WHAT YOU SHOULD DO | Here is a listing. Set it down again exactly.
= = = =
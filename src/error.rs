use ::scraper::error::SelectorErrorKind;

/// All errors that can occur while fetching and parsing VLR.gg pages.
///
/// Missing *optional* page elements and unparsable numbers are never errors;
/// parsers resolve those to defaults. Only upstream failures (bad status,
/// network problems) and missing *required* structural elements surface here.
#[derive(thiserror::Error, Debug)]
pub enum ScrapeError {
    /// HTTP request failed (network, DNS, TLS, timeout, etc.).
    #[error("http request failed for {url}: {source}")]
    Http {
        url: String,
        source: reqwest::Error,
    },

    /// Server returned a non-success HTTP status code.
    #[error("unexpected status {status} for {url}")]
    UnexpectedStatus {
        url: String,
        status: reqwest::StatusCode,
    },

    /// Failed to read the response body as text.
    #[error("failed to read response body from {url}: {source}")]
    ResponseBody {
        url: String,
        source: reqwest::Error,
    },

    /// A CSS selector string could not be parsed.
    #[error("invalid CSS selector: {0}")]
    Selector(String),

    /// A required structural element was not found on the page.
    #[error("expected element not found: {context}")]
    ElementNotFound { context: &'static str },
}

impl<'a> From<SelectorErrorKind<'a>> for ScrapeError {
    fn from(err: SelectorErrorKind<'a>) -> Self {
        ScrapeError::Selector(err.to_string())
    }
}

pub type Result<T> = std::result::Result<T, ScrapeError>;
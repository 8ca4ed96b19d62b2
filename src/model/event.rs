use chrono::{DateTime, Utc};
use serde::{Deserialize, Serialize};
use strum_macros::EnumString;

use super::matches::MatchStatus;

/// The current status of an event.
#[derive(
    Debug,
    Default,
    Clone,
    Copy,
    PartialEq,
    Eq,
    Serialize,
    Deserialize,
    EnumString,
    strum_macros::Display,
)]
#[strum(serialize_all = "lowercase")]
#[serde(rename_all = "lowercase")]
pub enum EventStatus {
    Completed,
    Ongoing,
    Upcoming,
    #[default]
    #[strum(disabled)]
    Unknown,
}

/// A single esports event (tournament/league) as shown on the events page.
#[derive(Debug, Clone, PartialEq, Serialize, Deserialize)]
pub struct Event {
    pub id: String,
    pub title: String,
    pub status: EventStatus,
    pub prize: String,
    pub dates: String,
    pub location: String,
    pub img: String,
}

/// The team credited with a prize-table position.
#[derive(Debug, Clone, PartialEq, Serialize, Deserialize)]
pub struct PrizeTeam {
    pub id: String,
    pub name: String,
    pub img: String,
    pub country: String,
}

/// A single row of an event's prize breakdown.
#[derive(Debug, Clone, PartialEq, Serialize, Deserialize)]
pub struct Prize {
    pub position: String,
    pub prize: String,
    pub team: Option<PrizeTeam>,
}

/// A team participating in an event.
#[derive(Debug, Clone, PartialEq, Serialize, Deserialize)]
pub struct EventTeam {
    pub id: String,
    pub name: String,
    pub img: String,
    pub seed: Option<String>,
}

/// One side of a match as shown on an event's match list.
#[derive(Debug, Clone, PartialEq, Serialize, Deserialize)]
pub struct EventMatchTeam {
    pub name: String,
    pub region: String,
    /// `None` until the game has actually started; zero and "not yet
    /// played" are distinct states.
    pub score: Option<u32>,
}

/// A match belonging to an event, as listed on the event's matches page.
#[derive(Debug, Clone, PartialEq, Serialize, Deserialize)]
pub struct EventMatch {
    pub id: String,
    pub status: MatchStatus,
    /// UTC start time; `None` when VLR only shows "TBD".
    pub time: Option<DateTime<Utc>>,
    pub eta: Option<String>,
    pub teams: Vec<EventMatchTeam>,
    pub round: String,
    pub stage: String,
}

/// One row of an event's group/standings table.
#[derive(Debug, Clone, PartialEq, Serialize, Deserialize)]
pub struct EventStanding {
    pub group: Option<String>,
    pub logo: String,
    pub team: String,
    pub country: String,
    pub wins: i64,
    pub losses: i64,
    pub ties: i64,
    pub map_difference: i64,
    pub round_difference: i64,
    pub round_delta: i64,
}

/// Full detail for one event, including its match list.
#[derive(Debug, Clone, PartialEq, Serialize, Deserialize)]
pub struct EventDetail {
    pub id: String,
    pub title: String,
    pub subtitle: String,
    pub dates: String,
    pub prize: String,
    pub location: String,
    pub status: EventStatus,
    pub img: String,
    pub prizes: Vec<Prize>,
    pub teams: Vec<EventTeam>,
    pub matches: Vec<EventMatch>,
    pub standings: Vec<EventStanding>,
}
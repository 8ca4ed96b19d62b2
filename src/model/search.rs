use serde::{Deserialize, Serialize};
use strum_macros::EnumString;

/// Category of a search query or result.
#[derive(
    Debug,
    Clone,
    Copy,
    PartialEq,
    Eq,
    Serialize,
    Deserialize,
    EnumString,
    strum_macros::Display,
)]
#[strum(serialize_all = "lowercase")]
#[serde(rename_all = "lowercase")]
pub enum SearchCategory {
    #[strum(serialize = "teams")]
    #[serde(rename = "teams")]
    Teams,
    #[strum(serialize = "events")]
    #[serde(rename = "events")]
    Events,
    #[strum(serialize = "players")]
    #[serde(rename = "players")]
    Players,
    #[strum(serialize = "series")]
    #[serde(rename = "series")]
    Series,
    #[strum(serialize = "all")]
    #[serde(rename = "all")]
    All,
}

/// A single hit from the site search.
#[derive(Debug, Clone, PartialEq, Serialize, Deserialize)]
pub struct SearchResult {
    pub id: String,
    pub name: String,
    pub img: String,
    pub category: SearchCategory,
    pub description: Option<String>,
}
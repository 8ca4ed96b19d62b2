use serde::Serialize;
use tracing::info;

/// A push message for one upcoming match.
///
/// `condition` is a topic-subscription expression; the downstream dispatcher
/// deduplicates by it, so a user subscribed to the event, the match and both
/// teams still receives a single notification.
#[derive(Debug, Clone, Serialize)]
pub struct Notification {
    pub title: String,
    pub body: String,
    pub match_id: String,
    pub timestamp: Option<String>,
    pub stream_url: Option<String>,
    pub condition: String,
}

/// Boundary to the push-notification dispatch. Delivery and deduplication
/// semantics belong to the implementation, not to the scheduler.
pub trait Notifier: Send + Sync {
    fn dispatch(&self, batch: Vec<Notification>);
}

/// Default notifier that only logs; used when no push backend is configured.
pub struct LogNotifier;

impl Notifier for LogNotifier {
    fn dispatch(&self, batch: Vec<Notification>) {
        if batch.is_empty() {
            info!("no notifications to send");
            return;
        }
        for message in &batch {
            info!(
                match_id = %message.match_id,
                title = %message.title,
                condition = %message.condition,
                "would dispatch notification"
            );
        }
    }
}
= = = =
RESULT FOR THIS EXERCISE |
filename src/error.rs
use ::scraper::error::SelectorErrorKind;

/// All errors that can occur while fetching and parsing VLR.gg pages.
///
/// Missing *optional* page elements and unparsable numbers are never errors;
/// parsers resolve those to defaults. Only upstream failures (bad status,
/// network problems) and missing *required* structural elements surface here.
#[derive(thiserror::Error, Debug)]
pub enum ScrapeError {
    /// HTTP request failed (network, DNS, TLS, timeout, etc.).
    #[error("http request failed for {url}: {source}")]
    Http {
        url: String,
        source: reqwest::Error,
    },

    /// Server returned a non-success HTTP status code.
    #[error("unexpected status {status} for {url}")]
    UnexpectedStatus {
        url: String,
        status: reqwest::StatusCode,
    },

    /// Failed to read the response body as text.
    #[error("failed to read response body from {url}: {source}")]
    ResponseBody {
        url: String,
        source: reqwest::Error,
    },

    /// A CSS selector string could not be parsed.
    #[error("invalid CSS selector: {0}")]
    Selector(String),

    /// A required structural element was not found on the page.
    #[error("expected element not found: {context}")]
    ElementNotFound { context: &'static str },
}

impl<'a> From<SelectorErrorKind<'a>> for ScrapeError {
    fn from(err: SelectorErrorKind<'a>) -> Self {
        ScrapeError::Selector(err.to_string())
    }
}

pub type Result<T> = std::result::Result<T, ScrapeError>;
repository 8ca4ed96b19d62b2
filename src/model/event.rs
use chrono::{DateTime, Utc};
use serde::{Deserialize, Serialize};
use strum_macros::EnumString;

use super::matches::MatchStatus;

/// The current status of an event.
#[derive(
    Debug,
    Default,
    Clone,
    Copy,
    PartialEq,
    Eq,
    Serialize,
    Deserialize,
    EnumString,
    strum_macros::Display,
)]
#[strum(serialize_all = "lowercase")]
#[serde(rename_all = "lowercase")]
pub enum EventStatus {
    Completed,
    Ongoing,
    Upcoming,
    #[default]
    #[strum(disabled)]
    Unknown,
}

/// A single esports event (tournament/league) as shown on the events page.
#[derive(Debug, Clone, PartialEq, Serialize, Deserialize)]
pub struct Event {
    pub id: String,
    pub title: String,
    pub status: EventStatus,
    pub prize: String,
    pub dates: String,
    pub location: String,
    pub img: String,
}

/// The team credited with a prize-table position.
#[derive(Debug, Clone, PartialEq, Serialize, Deserialize)]
pub struct PrizeTeam {
    pub id: String,
    pub name: String,
    pub img: String,
    pub country: String,
}

/// A single row of an event's prize breakdown.
#[derive(Debug, Clone, PartialEq, Serialize, Deserialize)]
pub struct Prize {
    pub position: String,
    pub prize: String,
    pub team: Option<PrizeTeam>,
}

/// A team participating in an event.
#[derive(Debug, Clone, PartialEq, Serialize, Deserialize)]
pub struct EventTeam {
    pub id: String,
    pub name: String,
    pub img: String,
    pub seed: Option<String>,
}

/// One side of a match as shown on an event's match list.
#[derive(Debug, Clone, PartialEq, Serialize, Deserialize)]
pub struct EventMatchTeam {
    pub name: String,
    pub region: String,
    /// `None` until the game has actually started; zero and "not yet
    /// played" are distinct states.
    pub score: Option<u32>,
}

/// A match belonging to an event, as listed on the event's matches page.
#[derive(Debug, Clone, PartialEq, Serialize, Deserialize)]
pub struct EventMatch {
    pub id: String,
    pub status: MatchStatus,
    /// UTC start time; `None` when VLR only shows "TBD".
    pub time: Option<DateTime<Utc>>,
    pub eta: Option<String>,
    pub teams: Vec<EventMatchTeam>,
    pub round: String,
    pub stage: String,
}

/// One row of an event's group/standings table.
#[derive(Debug, Clone, PartialEq, Serialize, Deserialize)]
pub struct EventStanding {
    pub group: Option<String>,
    pub logo: String,
    pub team: String,
    pub country: String,
    pub wins: i64,
    pub losses: i64,
    pub ties: i64,
    pub map_difference: i64,
    pub round_difference: i64,
    pub round_delta: i64,
}

/// Full detail for one event, including its match list.
#[derive(Debug, Clone, PartialEq, Serialize, Deserialize)]
pub struct EventDetail {
    pub id: String,
    pub title: String,
    pub subtitle: String,
    pub dates: String,
    pub prize: String,
    pub location: String,
    pub status: EventStatus,
    pub img: String,
    pub prizes: Vec<Prize>,
    pub teams: Vec<EventTeam>,
    pub matches: Vec<EventMatch>,
    pub standings: Vec<EventStanding>,
}
repository 8ca4ed96b19d62b2
filename src/model/search.rs
use serde::{Deserialize, Serialize};
use strum_macros::EnumString;

/// Category of a search query or result.
#[derive(
    Debug,
    Clone,
    Copy,
    PartialEq,
    Eq,
    Serialize,
    Deserialize,
    EnumString,
    strum_macros::Display,
)]
#[strum(serialize_all = "lowercase")]
#[serde(rename_all = "lowercase")]
pub enum SearchCategory {
    #[strum(serialize = "teams")]
    #[serde(rename = "teams")]
    Teams,
    #[strum(serialize = "events")]
    #[serde(rename = "events")]
    Events,
    #[strum(serialize = "players")]
    #[serde(rename = "players")]
    Players,
    #[strum(serialize = "series")]
    #[serde(rename = "series")]
    Series,
    #[strum(serialize = "all")]
    #[serde(rename = "all")]
    All,
}

/// A single hit from the site search.
#[derive(Debug, Clone, PartialEq, Serialize, Deserialize)]
pub struct SearchResult {
    pub id: String,
    pub name: String,
    pub img: String,
    pub category: SearchCategory,
    pub description: Option<String>,
}
repository 8ca4ed96b19d62b2
use serde::Serialize;
use tracing::info;

/// A push message for one upcoming match.
///
/// `condition` is a topic-subscription expression; the downstream dispatcher
/// deduplicates by it, so a user subscribed to the event, the match and both
/// teams still receives a single notification.
#[derive(Debug, Clone, Serialize)]
pub struct Notification {
    pub title: String,
    pub body: String,
    pub match_id: String,
    pub timestamp: Option<String>,
    pub stream_url: Option<String>,
    pub condition: String,
}

/// Boundary to the push-notification dispatch. Delivery and deduplication
/// semantics belong to the implementation, not to the scheduler.
pub trait Notifier: Send + Sync {
    fn dispatch(&self, batch: Vec<Notification>);
}

/// Default notifier that only logs; used when no push backend is configured.
pub struct LogNotifier;

impl Notifier for LogNotifier {
    fn dispatch(&self, batch: Vec<Notification>) {
        if batch.is_empty() {
            info!("no notifications to send");
            return;
        }
        for message in &batch {
            info!(
                match_id = %message.match_id,
                title = %message.title,
                condition = %message.condition,
                "would dispatch notification"
            );
        }
    }
}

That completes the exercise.